The 89,400 local governments in the U.S. right now are 472 fewer than in 2007, according to the U.S. Census Bureau. Does that mean that 472 once-vibrant American villages have turned into ghost towns in the last 5 years? Not exactly.
To the Census Bureau, "local governments" include; counties, municipalities, townships, special districts and independent school districts. Every 5 years - the years ending in "2" and "7" -- the Census Bureau counts them all to produce its Census of Governments.
Breaking those categories down, in 2012, U.S. local governments include: 3,031 counties (down from 3,033 in 2007), 19,522 municipalities (up from 19,492 in 2007), 16,364 townships (down from 16,519 in 2007), 37,203 special districts (down from 37,381 in 2007) and 12,884 independent school districts (down from 13,051 in 2007).
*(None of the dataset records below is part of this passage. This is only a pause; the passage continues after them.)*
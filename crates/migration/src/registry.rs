//! Keyed wait-registry for signed headers.
//!
//! Migrations register interest in `(partition, height)` and get a oneshot
//! receiver; the per-partition header listener calls
//! [`HeaderRegistry::fulfill`] for every header it sees. Headers nobody is
//! waiting for yet are kept in a small per-partition cache so a late
//! registration resolves immediately.

use parking_lot::Mutex;
use shardrun_types::{BlockHeight, PartitionId, SignedHeader};
use std::collections::{BTreeMap, HashMap};
use tokio::sync::oneshot;
use tracing::trace;

#[derive(Debug, Default)]
struct RegistryInner {
    waiters: HashMap<(PartitionId, BlockHeight), Vec<oneshot::Sender<SignedHeader>>>,
    recent: HashMap<PartitionId, BTreeMap<BlockHeight, SignedHeader>>,
}

impl RegistryInner {
    /// Drop waits whose receiver is gone, and buckets left empty.
    fn prune_closed(&mut self) {
        self.waiters.retain(|_, waiters| {
            waiters.retain(|w| !w.is_closed());
            !waiters.is_empty()
        });
    }
}

/// Wait-registry mapping `(partition, height)` to pending header waits.
#[derive(Debug)]
pub struct HeaderRegistry {
    inner: Mutex<RegistryInner>,
    cache_per_partition: usize,
}

impl HeaderRegistry {
    /// Create a registry keeping up to `cache_per_partition` recent headers
    /// per partition.
    pub fn new(cache_per_partition: usize) -> Self {
        Self {
            inner: Mutex::new(RegistryInner::default()),
            cache_per_partition,
        }
    }

    /// Register a wait for the signed header of `partition` at `height`.
    ///
    /// Resolves immediately if that header is cached.
    pub fn register(
        &self,
        partition: PartitionId,
        height: BlockHeight,
    ) -> oneshot::Receiver<SignedHeader> {
        let (tx, rx) = oneshot::channel();
        let mut inner = self.inner.lock();

        if let Some(header) = inner
            .recent
            .get(&partition)
            .and_then(|cache| cache.get(&height))
        {
            let _ = tx.send(header.clone());
            return rx;
        }

        inner.prune_closed();
        inner.waiters.entry((partition, height)).or_default().push(tx);
        trace!(partition = partition.0, height = height.0, "Registered header wait");
        rx
    }

    /// Deliver a signed header to everyone waiting on it and cache it.
    ///
    /// Returns the number of waits resolved.
    pub fn fulfill(&self, header: SignedHeader) -> usize {
        let key = (header.partition, header.height);
        let mut inner = self.inner.lock();

        let mut delivered = 0;
        if let Some(waiters) = inner.waiters.remove(&key) {
            for waiter in waiters {
                if waiter.send(header.clone()).is_ok() {
                    delivered += 1;
                }
            }
        }
        inner.prune_closed();

        if self.cache_per_partition > 0 {
            let cache = inner.recent.entry(header.partition).or_default();
            cache.insert(header.height, header);
            while cache.len() > self.cache_per_partition {
                cache.pop_first();
            }
        }

        delivered
    }

    /// Number of `(partition, height)` buckets still held.
    ///
    /// Abandoned waits are dropped on the next `register` or `fulfill`.
    pub fn pending(&self) -> usize {
        self.inner.lock().waiters.len()
    }
}

#[cfg(test)]
mod tests {
    use super::*;

    fn header(partition: u64, height: u64) -> SignedHeader {
        SignedHeader {
            partition: PartitionId(partition),
            height: BlockHeight(height),
            blob: vec![height as u8],
        }
    }

    #[tokio::test]
    async fn test_register_then_fulfill() {
        let registry = HeaderRegistry::new(4);
        let rx = registry.register(PartitionId(2), BlockHeight(7));

        assert_eq!(registry.fulfill(header(2, 7)), 1);
        assert_eq!(rx.await.unwrap(), header(2, 7));
        assert_eq!(registry.pending(), 0);
    }

    #[tokio::test]
    async fn test_fulfill_before_register_uses_cache() {
        let registry = HeaderRegistry::new(4);
        assert_eq!(registry.fulfill(header(1, 3)), 0);

        let rx = registry.register(PartitionId(1), BlockHeight(3));
        assert_eq!(rx.await.unwrap(), header(1, 3));
    }

    #[tokio::test]
    async fn test_other_partition_or_height_does_not_resolve() {
        let registry = HeaderRegistry::new(4);
        let mut rx = registry.register(PartitionId(1), BlockHeight(3));

        registry.fulfill(header(2, 3));
        registry.fulfill(header(1, 4));
        assert!(rx.try_recv().is_err());
        assert_eq!(registry.pending(), 1);
    }

    #[tokio::test]
    async fn test_cache_is_bounded() {
        let registry = HeaderRegistry::new(2);
        for h in 1..=3 {
            registry.fulfill(header(1, h));
        }

        let mut oldest = registry.register(PartitionId(1), BlockHeight(1));
        assert!(oldest.try_recv().is_err());
        let newest = registry.register(PartitionId(1), BlockHeight(3));
        assert_eq!(newest.await.unwrap().height, BlockHeight(3));
    }

    #[tokio::test]
    async fn test_multiple_waiters_same_height() {
        let registry = HeaderRegistry::new(0);
        let a = registry.register(PartitionId(1), BlockHeight(5));
        let b = registry.register(PartitionId(1), BlockHeight(5));
        drop(registry.register(PartitionId(1), BlockHeight(5)));

        assert_eq!(registry.fulfill(header(1, 5)), 2);
        assert!(a.await.is_ok());
        assert!(b.await.is_ok());
    }

    #[tokio::test]
    async fn test_abandoned_waits_released_by_later_headers() {
        let registry = HeaderRegistry::new(0);
        for height in 1..=50 {
            drop(registry.register(PartitionId(1), BlockHeight(height)));
        }
        let live = registry.register(PartitionId(2), BlockHeight(9));
        assert_eq!(registry.pending(), 1);

        // Heights that never arrive leave nothing behind once any header lands.
        drop(registry.register(PartitionId(1), BlockHeight(100)));
        assert_eq!(registry.fulfill(header(3, 1)), 0);
        assert_eq!(registry.pending(), 1);

        drop(live);
        registry.fulfill(header(3, 2));
        assert_eq!(registry.pending(), 0);
    }
}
So while the number of municipalities actually grew by 30 decreases in the number of counties (-2), townships (-155), special districts (-178) and independent school districts (-167), combined to make up the drop of 472 reported in the 2012 Census of Governments.
Many of the decreases were due to mergers and consolidations of townships, special districts and school districts.
According to the Census Bureau, the most dramatic change in the number of local government since 1952 has been the decline in independent school districts and the sizable increase in special districts.
Special districts - like fire districts, water districts and transit districts -- are organized local entities other than county, municipal, township or school district governments that are authorized by state law to provide only one or a limited number of designated functions. Officials of special districts are typically elected by the residents of the municipalities, townships and outlying areas served by the district.
Interesting Figures from the Census of Governments:
Illinois leads all states with 6,968 local governments, 2063 more than second-ranking Pennsylvania's 4,905.
Hawaii does just fine, thank you, with just 21 local governments, the fewest in the nation.
Texas remains first in the nation with the most independent school districts at 1,079, closely followed by California, with 1,025.